O Inferno de Gabriel - Crítica no blogue Derivados Literários

A princípio, também eu estava um bocado com o pé atrás. Sobretudo pelo facto de ter ouvido falar que este livro tinha antes sido, tal como Cinquenta Sombras de Grey, uma fanfiction de Twilight. E devido a esse pormenor, decidi deixar de lado a possibilidade de o vir a comprar e posteriormente ler. Esse foi o meu tremendo erro. Agora, tendo terminado de ler este dito livro, posso dizer que me sinto grato por Sylvain Reynard o ter escrito e o ter dado a conhecer ao público da forma mais abrangente possível.
Apesar das críticas que este sofreu devido ao facto de ter sido publicado como livro propriamente dito tendo em conta o seu passado como fanfiction, O Inferno de Gabriel não pode nem deve ser comparado ao Cinquenta Sombras de Grey. Penso que qualquer leitor deveria dar uma oportunidade ao livro antes de saltar para conclusões precipitadas.
Comecemos por apresentar as personagens. Julianne Mitchell é uma aluna de mestrado da universidade de Toronto a fazer uma especialização em Dante. Mas o que Julia não estava à espera era de ter um professor com uma personalidade irascível, diga-se, como Gabriel Emerson. Embora estas duas personagens inicialmente não se consigam suportar, um acontecimento inesperado acaba por estabelecer entre ambos uma ligação que lhes é comum: a morte de Grace.
Gostei particularmente também de o autor abordar a obra de Dante ao longo de todo o livro e de citar várias frases pertencentes à mesma. Conseguiu despertar-me um interesse tal que fez com que eu fosse pesquisar na internet mais sobre Dante e a sua vida entre várias paragens que fazia entre a leitura.
Apesar de vários momentos de convívio com o professor Emerson, Julia sentia que havia algo de familiar naquele homem de temperamento volátil. E só após o reencontro com Rachel Clark, sua amiga desde o secundário, é que associou que o professor Gabriel Emerson era o mesmo Gabriel pelo qual se apaixonara quando tivera 17 anos e este a beijara pela primeira vez num pomar que ficava nas traseiras da casa dos Clarks.
A única coisa que vou criticar, e nada tem que ver com a estrutura ou com a história em si, seria a personagem Gabriel Owen Emerson, que demorou imenso tempo até compreender que Julia era a sua Beatriz. Também estava sob efeito de bebida na altura, portanto não há muito por onde pegar.
O livro todo é uma lufada de ar fresco depois de se ler algo como Cinquenta Sombras de Grey, sem dúvida nenhuma. É um livro arrebatador, com cenas de cortar a respiração e um amor equivalente ao de Dante pela sua Beatriz.

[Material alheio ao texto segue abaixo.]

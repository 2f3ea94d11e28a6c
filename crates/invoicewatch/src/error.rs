use std::path::PathBuf;
use thiserror::Error;

#[derive(Error, Debug)]
pub enum InvoiceWatchError {
    #[error("Configuration error: {0}")]
    Config(#[from] ConfigError),

    #[error("Analyzer error: {0}")]
    Analyze(#[from] crate::analyzer::AnalyzeError),

    #[error("Store error: {0}")]
    Store(#[from] crate::store::StoreError),

    #[error("Database error: {0}")]
    Database(#[from] crate::db::DatabaseError),

    #[error("Intake error: {0}")]
    Intake(#[from] crate::intake::IntakeError),

    #[error("Secret error: {0}")]
    Secret(#[from] crate::secrets::SecretError),
}

#[derive(Error, Debug)]
pub enum ConfigError {
    #[error("Failed to read config file '{path}': {source}")]
    ReadFile {
        path: PathBuf,
        #[source]
        source: std::io::Error,
    },

    #[error("Failed to parse config JSON: {0}")]
    ParseJson(#[from] serde_json::Error),

    #[error("Config validation failed: {message}")]
    Validation { message: String },

    #[error("Schema validation failed: {errors}")]
    SchemaValidation { errors: String },

    #[error("Invalid server bind address '{bind}'")]
    InvalidBind { bind: String },

    #[error("No database path configured and no home directory available")]
    NoDatabasePath,
}

pub type Result<T> = std::result::Result<T, InvoiceWatchError>;
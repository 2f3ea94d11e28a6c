//! Database error types.

use std::path::PathBuf;
use thiserror::Error;

/// Errors from database operations.
#[derive(Error, Debug)]
pub enum DatabaseError {
    /// SQLite error from rusqlite.
    #[error("SQLite error: {0}")]
    Sqlite(#[from] rusqlite::Error),

    /// IO error when creating directories or files.
    #[error("IO error for path '{path}': {source}")]
    Io {
        path: PathBuf,
        #[source]
        source: std::io::Error,
    },

    /// A migration failed to apply.
    #[error("Migration failed at version {version}: {reason}")]
    Migration { version: u32, reason: String },

    /// A stored value could not be decoded into its domain type.
    #[error("Corrupt value in column '{column}': {value}")]
    CorruptValue { column: &'static str, value: String },

    /// The database lock was poisoned.
    #[error("Database lock poisoned")]
    LockPoisoned,
}
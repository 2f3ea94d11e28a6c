//! Server-sent event bridge for batch progress.

use std::convert::Infallible;

use axum::extract::State;
use axum::response::sse::{Event, KeepAlive, Sse};
use futures_util::stream::{self, Stream};
use invoicewatch::broadcast::BatchProgressEvent;
use log::{debug, warn};
use tokio::sync::broadcast::error::RecvError;
use tokio::sync::broadcast::Receiver;

use crate::state::AppState;

/// SSE event name for batch progress.
pub const BATCH_PROGRESS: &str = "batch-progress";

/// `GET /api/batches/events`
pub async fn batch_events(
    State(state): State<AppState>,
) -> Sse<impl Stream<Item = Result<Event, Infallible>>> {
    Sse::new(progress_stream(state.progress.subscribe())).keep_alive(KeepAlive::default())
}

/// Turns a broadcast receiver into an SSE stream. Lagging subscribers skip
/// what they missed; the stream ends when the broadcaster is dropped.
fn progress_stream(rx: Receiver<BatchProgressEvent>) -> impl Stream<Item = Result<Event, Infallible>> {
    stream::unfold(rx, |mut rx| async move {
        loop {
            match rx.recv().await {
                Ok(event) => match Event::default().event(BATCH_PROGRESS).json_data(&event) {
                    Ok(sse) => return Some((Ok(sse), rx)),
                    Err(e) => debug!("Failed to encode progress event: {}", e),
                },
                Err(RecvError::Lagged(n)) => {
                    warn!("Progress stream lagged, missed {} events", n);
                }
                Err(RecvError::Closed) => return None,
            }
        }
    })
}

#[cfg(test)]
mod tests {
    use super::*;
    use futures_util::StreamExt;
    use invoicewatch::broadcast::{BatchPhase, BatchProgressBroadcaster};

    #[tokio::test]
    async fn test_stream_yields_broadcast_events() {
        let broadcaster = BatchProgressBroadcaster::new(8);
        let stream = progress_stream(broadcaster.subscribe());
        tokio::pin!(stream);

        broadcaster.send(BatchProgressEvent::new("b1", BatchPhase::Started, 2, "Batch started"));
        assert!(stream.next().await.is_some());
    }

    #[tokio::test]
    async fn test_stream_ends_when_broadcaster_dropped() {
        let broadcaster = BatchProgressBroadcaster::new(8);
        let stream = progress_stream(broadcaster.subscribe());
        drop(broadcaster);
        tokio::pin!(stream);
        assert!(stream.next().await.is_none());
    }
}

As Cinquenta Sombras de Grey souberam a pouco, perguntam vocês? Meus caros, se souberam. O Inferno de Gabriel é capaz de tomar o lugar em que se encontra esse dito livro e atribuir todo o tipo de sensações que a obra de E.L. James nunca conseguiu, mesmo que não seja tão explícito nas cenas eróticas (tanto que a única que penso ser existente em todo o livro localiza-se nas páginas finais). Aconselho vivamente.